Patricia Hanlon knows New England’s wild salt marshes perhaps as intimately as anyone—as a swimmer, as a writer, and as a painter. She started writing about tidal estuaries around twelve years ago, when she and her husband began swimming the Essex River Basin in eastern Massachusetts regularly in the summer and even into the fall. Her swim journal grew into Swimming to the Top of the Tide: Finding Life Where Land and Water Meet, published in June by Bellevue Literary Press, a lyrical account of her encounters with wetlands and a citizen scientist’s testimony to what it may take to preserve them. Four years ago Hanlon trained her eyes on these estuaries in a new way—as a landscape painter. In the saturated colors and rich light of oil paintings like Newburyport Salt Marsh, shown below, Hanlon captures the thrum of life in these wild places. “As I swim I’m often bombarded with thoughts and perceptions that I want to translate into a painting or a bit of text,” says Hanlon. “Always there’s this poignant sense of things being much more complex than I can ever do justice to—but I try anyway.”

Patricia Hanlon’s oil painting Newburyport Salt Marsh. (Credit: Patricia Hanlon)

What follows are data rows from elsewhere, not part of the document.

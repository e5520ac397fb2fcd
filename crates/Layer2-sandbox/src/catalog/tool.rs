//! Tool Catalog - 저장된 커스텀 스크립트
//!
//! 도구는 워크스페이스와 독립적이며, 런타임이 맞는 어떤 워크스페이스에서도 실행할 수 있다.

use crate::driver::ExecOutput;
use crate::registry::WorkspaceRegistry;
use chrono::{DateTime, Utc};
use crew_foundation::{prefixed_id, Error, JsonCollection, JsonStore, Result};
use serde::{Deserialize, Serialize};
use std::fmt;
use std::str::FromStr;
use tracing::info;

pub const TOOLS_FILE: &str = "tools.json";

/// Interpreter a tool script is written for
#[derive(Debug, Clone, Copy, PartialEq, Eq, Serialize, Deserialize)]
#[serde(rename_all = "lowercase")]
pub enum ToolRuntime {
    Python,
    Node,
    Shell,
}

impl ToolRuntime {
    fn interpreter(&self) -> Option<&'static str> {
        match self {
            Self::Python => Some("python3"),
            Self::Node => Some("node"),
            Self::Shell => None,
        }
    }

    fn extension(&self) -> &'static str {
        match self {
            Self::Python => "py",
            Self::Node => "js",
            Self::Shell => "sh",
        }
    }
}

impl fmt::Display for ToolRuntime {
    fn fmt(&self, f: &mut fmt::Formatter<'_>) -> fmt::Result {
        let s = match self {
            Self::Python => "python",
            Self::Node => "node",
            Self::Shell => "shell",
        };
        write!(f, "{}", s)
    }
}

impl FromStr for ToolRuntime {
    type Err = Error;

    fn from_str(s: &str) -> Result<Self> {
        match s.to_lowercase().as_str() {
            "python" | "py" => Ok(Self::Python),
            "node" | "js" | "javascript" => Ok(Self::Node),
            "shell" | "sh" | "bash" => Ok(Self::Shell),
            other => Err(Error::InvalidInput(format!(
                "Unknown tool runtime '{}' (expected python, node or shell)",
                other
            ))),
        }
    }
}

#[derive(Debug, Clone, PartialEq, Serialize, Deserialize)]
#[serde(rename_all = "camelCase")]
pub struct CustomTool {
    pub id: String,
    pub name: String,
    pub description: String,
    pub script: String,
    pub runtime: ToolRuntime,
    pub created_at: DateTime<Utc>,
}

#[derive(Debug, Clone, Default, Serialize, Deserialize)]
#[serde(rename_all = "camelCase")]
pub struct ToolPatch {
    pub name: Option<String>,
    pub description: Option<String>,
    pub script: Option<String>,
    pub runtime: Option<ToolRuntime>,
}

pub struct ToolCatalog {
    tools: JsonCollection<CustomTool>,
}

impl ToolCatalog {
    pub fn open(store: JsonStore) -> Result<Self> {
        Ok(Self {
            tools: JsonCollection::open(store, TOOLS_FILE, "Tool")?,
        })
    }

    pub fn create(
        &self,
        name: impl Into<String>,
        description: impl Into<String>,
        script: impl Into<String>,
        runtime: ToolRuntime,
    ) -> Result<CustomTool> {
        let tool = CustomTool {
            id: prefixed_id("tool"),
            name: name.into(),
            description: description.into(),
            script: script.into(),
            runtime,
            created_at: Utc::now(),
        };
        self.tools.insert(&tool.id, tool.clone())?;
        info!(id = %tool.id, name = %tool.name, runtime = %runtime, "Tool created");
        Ok(tool)
    }

    pub fn get(&self, id: &str) -> Option<CustomTool> {
        self.tools.get(id)
    }

    pub fn require(&self, id: &str) -> Result<CustomTool> {
        self.tools.require(id)
    }

    pub fn get_by_name(&self, name: &str) -> Option<CustomTool> {
        self.tools.find(|t| t.name == name)
    }

    pub fn list(&self) -> Vec<CustomTool> {
        let mut all = self.tools.values();
        all.sort_by(|a, b| a.created_at.cmp(&b.created_at));
        all
    }

    pub fn delete(&self, id: &str) -> Result<bool> {
        Ok(self.tools.remove(id)?.is_some())
    }

    pub fn update(&self, id: &str, patch: ToolPatch) -> Result<CustomTool> {
        self.tools.update(id, |t| {
            if let Some(name) = patch.name {
                t.name = name;
            }
            if let Some(description) = patch.description {
                t.description = description;
            }
            if let Some(script) = patch.script {
                t.script = script;
            }
            if let Some(runtime) = patch.runtime {
                t.runtime = runtime;
            }
            Ok(t.clone())
        })
    }

    /// Run a saved tool inside a workspace and format its output
    ///
    /// Shell scripts run as-is; python and node scripts are staged under
    /// `/tmp` first and handed to their interpreter.
    pub async fn run_tool(
        &self,
        registry: &WorkspaceRegistry,
        tool_id: &str,
        workspace_id: &str,
    ) -> Result<String> {
        let tool = self.require(tool_id)?;
        info!(tool = %tool.name, workspace = workspace_id, "Running tool");

        let output = match tool.runtime.interpreter() {
            None => registry.exec(workspace_id, &tool.script).await?,
            Some(interpreter) => {
                let path = format!("/tmp/crew-{}.{}", tool.id, tool.runtime.extension());
                registry
                    .put_file(workspace_id, &path, tool.script.as_bytes())
                    .await?;
                registry
                    .exec(workspace_id, &format!("{} {}", interpreter, path))
                    .await?
            }
        };

        Ok(format_run(&tool.name, &output))
    }
}

fn format_run(name: &str, output: &ExecOutput) -> String {
    let mut text = format!("Running tool: {}\n{}\n", name, "─".repeat(40));
    if !output.stdout.is_empty() {
        text.push_str(&output.stdout);
    }
    if !output.stderr.is_empty() {
        if !output.stdout.is_empty() {
            text.push('\n');
        }
        text.push_str(&format!("[stderr] {}", output.stderr));
    }
    if output.exit_code != 0 {
        text.push_str(&format!("\n[exit code: {}]", output.exit_code));
    }
    if output.stdout.is_empty() && output.stderr.is_empty() && output.exit_code == 0 {
        text.push_str(&format!("Tool {} completed (no output)", name));
    }
    text
}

Working in both mediums has required ingenuity: “At times I’ve swum with a pad of waterproof paper and stub of pencil tucked into my bathing suit or wetsuit,” she says. “I’ve also duct-taped my camera to a small barge and floated it downriver with me, in hopes of capturing something of the sheer deliciousness of a summer salt marsh at high tide.” Most ideas with a narrative or moral dimension find their way to language, says Hanlon. “On the other hand, if I’m floating in that same creek and I’m more in visual mode, I’m thinking color, form, light, motion. Back in the studio I’m not thinking about salt marsh ecology or environmental threats; I’m mixing paint, hunting down color juxtapositions, looking for surprises.”